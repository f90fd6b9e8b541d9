//! Record and replay configuration types.

use std::path::PathBuf;

use serde::Deserialize;

use crate::topics::{CLOCK_SERVICE, RECORDER_SERVICE, REPLAY_SERVICE};

/// Session storage configuration.
#[derive(Debug, Clone, Deserialize)]
#[serde(default)]
pub struct StorageConfig {
    /// Directory holding one sub-directory per session.
    pub log_root: PathBuf,
    /// Entries per shard before rotating.
    pub shard_max_count: u64,
    /// Bytes per shard before rotating.
    pub shard_max_size: u64,
}

impl Default for StorageConfig {
    fn default() -> Self {
        Self {
            log_root: PathBuf::from("logs"),
            shard_max_count: u64::MAX,
            shard_max_size: 100_000_000,
        }
    }
}

/// Record server configuration.
#[derive(Debug, Clone, Deserialize)]
#[serde(default)]
pub struct RecorderConfig {
    /// Service name; commands arrive on `/<service>/in/<command>/`.
    pub service: String,
    /// Status broadcast interval in milliseconds.
    pub status_interval_ms: u64,
}

impl Default for RecorderConfig {
    fn default() -> Self {
        Self {
            service: RECORDER_SERVICE.to_string(),
            status_interval_ms: 1000,
        }
    }
}

/// Replay server configuration.
#[derive(Debug, Clone, Deserialize)]
#[serde(default)]
pub struct ReplayConfig {
    /// Service name; commands arrive on `/<service>/in/<command>/`.
    pub service: String,
    /// Services told to suspend live production while replay is enabled.
    pub block_list: Vec<String>,
    /// Recorded topics with these prefixes are never re-published.
    pub excluded_prefixes: Vec<String>,
    /// Topics the command loop never coalesces.
    pub no_drop_topics: Vec<String>,
}

impl Default for ReplayConfig {
    fn default() -> Self {
        Self {
            service: REPLAY_SERVICE.to_string(),
            block_list: vec!["deepdrrd".to_string(), CLOCK_SERVICE.to_string()],
            excluded_prefixes: vec![
                format!("/{}/", RECORDER_SERVICE),
                format!("/{}/", REPLAY_SERVICE),
            ],
            no_drop_topics: Vec::new(),
        }
    }
}
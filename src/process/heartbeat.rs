//! Worker heartbeats.
//!
//! Workers publish a `Heartbeat` on `/heartbeat/<name>/` every second. The
//! supervisor keeps the receive instant per name and feeds it to the
//! watchdog, so worker and supervisor clocks never have to agree.

use std::collections::HashMap;
use std::sync::{Arc, RwLock};
use std::time::Duration;

use prost::Message as _;
use tokio::task::JoinHandle;
use tokio::time::Instant;
use tracing::{debug, warn};

use crate::bus::{BusSubscriber, Publish};
use crate::config::DAEMON_ENV_VAR;
use crate::proto::Heartbeat;
use crate::topics::{heartbeat_name, heartbeat_topic, HEARTBEAT_PREFIX};
use crate::utils::time::epoch_secs;

/// Interval between heartbeats of one worker.
pub const HEARTBEAT_INTERVAL: Duration = Duration::from_secs(1);

/// Last heartbeat receipt per worker name.
#[derive(Debug, Clone, Default)]
pub struct HeartbeatBoard {
    seen: Arc<RwLock<HashMap<String, Instant>>>,
}

impl HeartbeatBoard {
    pub fn new() -> Self {
        Self::default()
    }

    pub fn record(&self, name: &str) {
        let mut seen = self.seen.write().unwrap_or_else(|e| e.into_inner());
        seen.insert(name.to_string(), Instant::now());
    }

    pub fn last(&self, name: &str) -> Option<Instant> {
        let seen = self.seen.read().unwrap_or_else(|e| e.into_inner());
        seen.get(name).copied()
    }

    /// Record heartbeats arriving on `subscriber` until it closes.
    pub async fn listen(&self, subscriber: BusSubscriber) {
        subscriber.subscribe(HEARTBEAT_PREFIX);
        while let Ok(message) = subscriber.recv().await {
            match heartbeat_name(&message.topic) {
                Some(name) => self.record(name),
                None => debug!(
                    topic = %String::from_utf8_lossy(&message.topic),
                    "Ignoring malformed heartbeat topic"
                ),
            }
        }
    }
}

/// This worker's name as assigned by the supervisor, if supervised.
pub fn daemon_name() -> Option<String> {
    std::env::var(DAEMON_ENV_VAR).ok().filter(|n| !n.is_empty())
}

/// Publish heartbeats for `name` until the task is aborted.
pub fn spawn_heartbeat(publisher: Arc<dyn Publish>, name: String) -> JoinHandle<()> {
    tokio::spawn(async move {
        let topic = heartbeat_topic(&name);
        let mut ticker = tokio::time::interval(HEARTBEAT_INTERVAL);
        loop {
            ticker.tick().await;
            let beat = Heartbeat {
                name: name.clone(),
                timestamp: epoch_secs(),
            };
            if let Err(e) = publisher
                .publish(topic.clone(), beat.encode_to_vec().into())
                .await
            {
                warn!(name = %name, error = %e, "Failed to publish heartbeat");
            }
        }
    })
}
____
Instructions for the task » Look through the entries above and quote exactly the lines from the line with "loop never coalesces." to the line with "feeds it to the", counting both of those lines.

Answer box »
    /// Topics the command loop never coalesces.
    pub no_drop_topics: Vec<String>,
}

impl Default for ReplayConfig {
    fn default() -> Self {
        Self {
            service: REPLAY_SERVICE.to_string(),
            block_list: vec!["deepdrrd".to_string(), CLOCK_SERVICE.to_string()],
            excluded_prefixes: vec![
                format!("/{}/", RECORDER_SERVICE),
                format!("/{}/", REPLAY_SERVICE),
            ],
            no_drop_topics: Vec::new(),
        }
    }
}
filename src/process/heartbeat.rs
//! Worker heartbeats.
//!
//! Workers publish a `Heartbeat` on `/heartbeat/<name>/` every second. The
//! supervisor keeps the receive instant per name and feeds it to the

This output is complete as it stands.